INSTRUCTIONS FOR THE TASK:
Look through the material below and give the number of lines holding "SaveProgress", with no other words.

EXERCISE MATERIALS:
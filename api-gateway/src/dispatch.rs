//! Routing of proxy requests to operations.
//!
//! A request is resolved to an [`Action`] from its method and `action`
//! query parameter, the action's configuration is checked, and only then
//! is the body parsed and Notion contacted.

use std::collections::HashMap;

use chrono::NaiveDate;
use lambda_http::{Body, Request, RequestExt, Response};
use serde::Deserialize;
use shared::http::{error_response, json_response, parse_json_body, preflight_response};
use shared::{Config, Error, NotionApi, Result, Setting};
use tracing::{error, info};

use crate::models::TodoFields;
use crate::operations::{listing, milestones, parts, projects, schema, todos, workflows, Reply};

/// Query parameters any action reads.
const QUERY_PARAMS: [&str; 5] = ["action", "status", "includeDone", "database", "id"];

/// The parts of an HTTP request the proxy looks at.
#[derive(Debug, Clone, Default)]
pub struct ProxyRequest {
    pub method: String,
    pub query: HashMap<String, String>,
    pub body: Vec<u8>,
}

impl ProxyRequest {
    pub fn from_lambda(event: &Request) -> Self {
        let params = event.query_string_parameters();
        let query = QUERY_PARAMS
            .iter()
            .filter_map(|name| params.first(name).map(|v| (name.to_string(), v.to_string())))
            .collect();

        Self {
            method: event.method().as_str().to_ascii_uppercase(),
            query,
            body: event.body().to_vec(),
        }
    }

    /// A query parameter, ignoring blank values.
    pub fn param(&self, name: &str) -> Option<&str> {
        self.query
            .get(name)
            .map(|v| v.trim())
            .filter(|v| !v.is_empty())
    }
}

#[derive(Debug, Clone, Copy, PartialEq, Eq)]
pub enum Action {
    ListWork,
    ListWorkflows,
    ListTodos,
    DescribeSchema,
    CreateProject,
    CreateMilestones,
    SaveProgress,
    SaveMilestones,
    SaveParts,
    CreateWorkflow,
    CreateTodo,
    UpdateProject,
    UpdateMilestone,
    UpdateWorkflow,
    UpdateTodo,
    DeleteWorkflow,
}

impl Action {
    /// Look up the action for a method and `action` parameter.
    pub fn resolve(method: &str, action: Option<&str>) -> Result<Self> {
        if !matches!(method, "GET" | "POST" | "PUT" | "DELETE") {
            return Err(Error::MethodNotAllowed(method.to_string()));
        }

        let resolved = match (method, action) {
            ("GET", None) => Action::ListWork,
            ("GET", Some("workflows")) => Action::ListWorkflows,
            ("GET", Some("todos")) => Action::ListTodos,
            ("GET", Some("schema")) => Action::DescribeSchema,
            ("POST", Some("createProject")) => Action::CreateProject,
            ("POST", Some("createMilestones")) => Action::CreateMilestones,
            ("POST", Some("saveProgress")) => Action::SaveProgress,
            ("POST", Some("saveMilestones")) => Action::SaveMilestones,
            ("POST", Some("saveParts")) => Action::SaveParts,
            ("POST", Some("createWorkflow")) => Action::CreateWorkflow,
            ("POST", Some("createTodo")) => Action::CreateTodo,
            ("PUT", Some("updateProject")) => Action::UpdateProject,
            ("PUT", Some("updateMilestone")) => Action::UpdateMilestone,
            ("PUT", Some("updateWorkflow")) => Action::UpdateWorkflow,
            ("PUT", Some("updateTodo")) => Action::UpdateTodo,
            ("DELETE", Some("deleteWorkflow")) => Action::DeleteWorkflow,
            (_, action) => {
                return Err(Error::UnknownAction(format!(
                    "{} {}",
                    method,
                    action.unwrap_or("(none)")
                )))
            }
        };
        Ok(resolved)
    }

    /// Settings that must be present before the action runs.
    pub fn requirements(self) -> Vec<Setting> {
        let mut settings = vec![Setting::Token, Setting::Projects, Setting::Milestones];
        match self {
            Action::SaveParts => settings.push(Setting::Parts),
            Action::ListWorkflows
            | Action::CreateWorkflow
            | Action::UpdateWorkflow
            | Action::DeleteWorkflow => settings.push(Setting::Workflows),
            Action::ListTodos | Action::CreateTodo | Action::UpdateTodo => {
                settings.push(Setting::Inbox)
            }
            _ => {}
        }
        settings
    }
}

#[derive(Debug, Default, Deserialize)]
#[serde(default)]
struct IdBody {
    id: Option<String>,
}

/// Run the operation a request asks for.
pub async fn dispatch<A>(
    api: &A,
    config: &Config,
    request: &ProxyRequest,
    today: NaiveDate,
) -> Result<Reply>
where
    A: NotionApi + ?Sized,
{
    let action = Action::resolve(&request.method, request.param("action"))?;
    info!(method = %request.method, action = ?action, "Dispatching request");
    config.require(&action.requirements())?;

    let body = request.body.as_slice();
    match action {
        Action::ListWork => listing::list_work(api, config, request.param("status")).await,
        Action::ListWorkflows => workflows::list_workflows(api, config).await,
        Action::ListTodos => {
            let include_done = todos::include_done(request.param("includeDone"));
            todos::list_todos(api, config, include_done).await
        }
        Action::DescribeSchema => {
            let setting = schema::database_setting(request.param("database"))?;
            schema::describe_database(api, config, setting).await
        }
        Action::CreateProject => projects::create_project(api, config, parse_json_body(body)?).await,
        Action::CreateMilestones => {
            milestones::create_milestones(api, config, parse_json_body(body)?).await
        }
        Action::SaveProgress => milestones::save_progress(api, parse_json_body(body)?, today).await,
        Action::SaveMilestones => {
            milestones::save_milestones(api, config, parse_json_body(body)?).await
        }
        Action::SaveParts => parts::save_parts(api, config, parse_json_body(body)?).await,
        Action::CreateWorkflow => {
            workflows::create_workflow(api, config, parse_json_body(body)?).await
        }
        Action::CreateTodo => todos::create_todo(api, config, parse_json_body(body)?).await,
        Action::UpdateProject => projects::update_project(api, parse_json_body(body)?, today).await,
        Action::UpdateMilestone => milestones::update_milestone(api, parse_json_body(body)?).await,
        Action::UpdateWorkflow => workflows::update_workflow(api, parse_json_body(body)?).await,
        Action::UpdateTodo => todos::update_todo(api, parse_json_body(body)?).await,
        Action::DeleteWorkflow => {
            let id = match request.param("id") {
                Some(id) => Some(id.to_string()),
                None => parse_json_body::<IdBody>(body)?.id,
            };
            workflows::delete_workflow(api, id.as_deref()).await
        }
    }
}

/// Single-purpose inbox endpoint: `POST { note }` files one note.
pub async fn add_inbox_note<A>(api: &A, config: &Config, request: &ProxyRequest) -> Result<Reply>
where
    A: NotionApi + ?Sized,
{
    if request.method != "POST" {
        return Err(Error::MethodNotAllowed(request.method.clone()));
    }
    config.require(&[Setting::Token, Setting::Inbox])?;

    let note: TodoFields = parse_json_body(&request.body)?;
    let reply = todos::create_todo(api, config, note).await?;
    // Existing inbox clients expect 200 on success.
    Ok(Reply { status: 200, ..reply })
}

/// Turn an operation result into the HTTP response, logging failures.
pub fn into_response(result: Result<Reply>) -> std::result::Result<Response<Body>, lambda_http::Error> {
    match result {
        Ok(reply) => json_response(reply.status, &reply.body),
        Err(e) => {
            if e.status_code() >= 500 {
                error!(error = %e, "Request failed");
            } else {
                info!(error = %e, "Request rejected");
            }
            error_response(&e)
        }
    }
}

/// Full handling of one proxy request, CORS preflight included.
pub async fn respond<A>(
    api: &A,
    config: &Config,
    request: &ProxyRequest,
    today: NaiveDate,
) -> std::result::Result<Response<Body>, lambda_http::Error>
where
    A: NotionApi + ?Sized,
{
    if request.method == "OPTIONS" {
        return preflight_response();
    }
    into_response(dispatch(api, config, request, today).await)
}

/// Full handling of one inbox request, CORS preflight included.
pub async fn respond_inbox<A>(
    api: &A,
    config: &Config,
    request: &ProxyRequest,
) -> std::result::Result<Response<Body>, lambda_http::Error>
where
    A: NotionApi + ?Sized,
{
    if request.method == "OPTIONS" {
        return preflight_response();
    }
    into_response(add_inbox_note(api, config, request).await)
}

TASK RESPONSE:
3